I've been able to use the SampleEndpointApp to track ES_EVENT_TYPE_NOTIFY_AUTHENTICATION events. While waiting for approval for the EndpointSecurity entitlement, I've disabled SIP/AMFI on some test VMs.
While doing some experimenting, I've noticed that the event message is not consistent across different macOS versions.
For example, to capture user login attempts (valid or invalid), I was initially looking at the ES_EVENT_TYPE_NOTIFY_AUTHENTICATION message on macOS 14. Here, I can see that when looking inside:
msg->event.authentication->data.od->instigator
or
msg->event.authentication->data.touchid->instigator
I am able to discern if it is a matching event if the signing ID or executable is from the authorizationhost or coreauthd similar to what I looked for in the auditpipe. (I used a test device with macOS 14 and eslogger to verify the touchID part)

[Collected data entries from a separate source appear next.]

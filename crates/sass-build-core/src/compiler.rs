//! The stylesheet compiler seam and its `grass` backend.

use std::path::PathBuf;

use tracing::{debug, warn};

use crate::error::{Result, SassBuildError};
use crate::format::{IndentType, Layout, Linefeed, OutputStyle};
use crate::options::CompilerOptions;

/// Result of a successful compilation.
#[derive(Debug, Clone, PartialEq, Eq)]
pub struct CompileOutput {
    pub css: String,
    pub source_map: Option<String>,
}

/// Anything able to turn [`CompilerOptions`] into CSS.
pub trait StylesheetCompiler {
    /// # Errors
    ///
    /// Returns an error when the options are unusable or compilation fails.
    fn compile(&self, options: &CompilerOptions) -> Result<CompileOutput>;
}

/// Compiles with the `grass` Sass implementation.
#[derive(Debug, Clone, Copy, Default)]
pub struct GrassCompiler {
    quiet: bool,
}

impl GrassCompiler {
    pub fn new() -> Self {
        Self::default()
    }

    /// Silence `@warn` and `@debug` output from stylesheets.
    #[must_use]
    pub fn quiet(mut self, quiet: bool) -> Self {
        self.quiet = quiet;
        self
    }
}

impl StylesheetCompiler for GrassCompiler {
    fn compile(&self, options: &CompilerOptions) -> Result<CompileOutput> {
        let style = OutputStyle::parse(options.output_style.as_deref())?;
        let layout = Layout {
            indent_type: IndentType::parse(options.indent_type.as_deref())?,
            indent_width: Layout::indent_width(options.effective_indent_width())?,
            linefeed: Linefeed::parse(options.linefeed.as_deref())?,
        };
        report_unsupported(options);

        let (grass_style, expanded) = match style {
            OutputStyle::Compressed => (grass::OutputStyle::Compressed, false),
            OutputStyle::Expanded => (grass::OutputStyle::Expanded, true),
            OutputStyle::Nested | OutputStyle::Compact => {
                warn!(?style, "output style not supported by grass, using expanded");
                (grass::OutputStyle::Expanded, true)
            }
        };
        let mut grass_options = grass::Options::default()
            .style(grass_style)
            .quiet(self.quiet);
        for path in options.include_paths.iter().flatten() {
            grass_options = grass_options.load_path(path);
        }

        debug!(file = %options.source_file, ?style, "compiling stylesheet");
        let css = grass::from_path(&options.source_file, &grass_options).map_err(|error| {
            SassBuildError::Compile {
                path: PathBuf::from(&options.source_file),
                message: error.to_string(),
            }
        })?;
        let css = if expanded { layout.apply(&css) } else { css };

        Ok(CompileOutput {
            css,
            source_map: None,
        })
    }
}

fn report_unsupported(options: &CompilerOptions) {
    if options.source_map.is_some()
        || options.source_map_embed == Some(true)
        || options.source_map_contents == Some(true)
    {
        warn!("source maps are not supported by grass; no map will be emitted");
    }
    if let Some(root) = &options.source_map_root {
        debug!(%root, "ignoring sourceMapRoot");
    }
    if let Some(omit) = options.omit_source_map_url {
        debug!(omit, "ignoring omitSourceMapUrl");
    }
    if let Some(out_file) = &options.out_file {
        debug!(%out_file, "ignoring outFile");
    }
    if let Some(precision) = options.precision {
        debug!(precision, "ignoring precision");
    }
    if let Some(comments) = options.source_comments {
        debug!(comments, "ignoring sourceComments");
    }
}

However, on macOS 13, the data.od->instigator information is different. It is instead coming from loginwindow. I tried looking at the msg version/schema_version, but they match in both versions of macOS. So, my thought is, I can just ignore macOS 13 and only use the EndpointSecurity API if it is macOS 14 or newer (auditpipe still works on macOS 13 without having to re-enable the audit subsystem). But, my question now is, how likely is the instigator going to change in future versions of macOS? Am I going to need to re-examine this info for each subsequent release of macOS and add more conditions when checking for the desired events?
I also looked into using the new ES_EVENT_TYPE_NOTIFY_AUTHORIZATION_JUDGEMENT in macOS 14, however, it does not produce an event when an invalid touch ID event occurs. (It also is not apparent how to distinguish between a valid touch id authentication vs a password authentication from the authorization_judgement event msg). So, I've decided to stick to ES_EVENT_TYPE_NOTIFY_AUTHENTICATION events for now.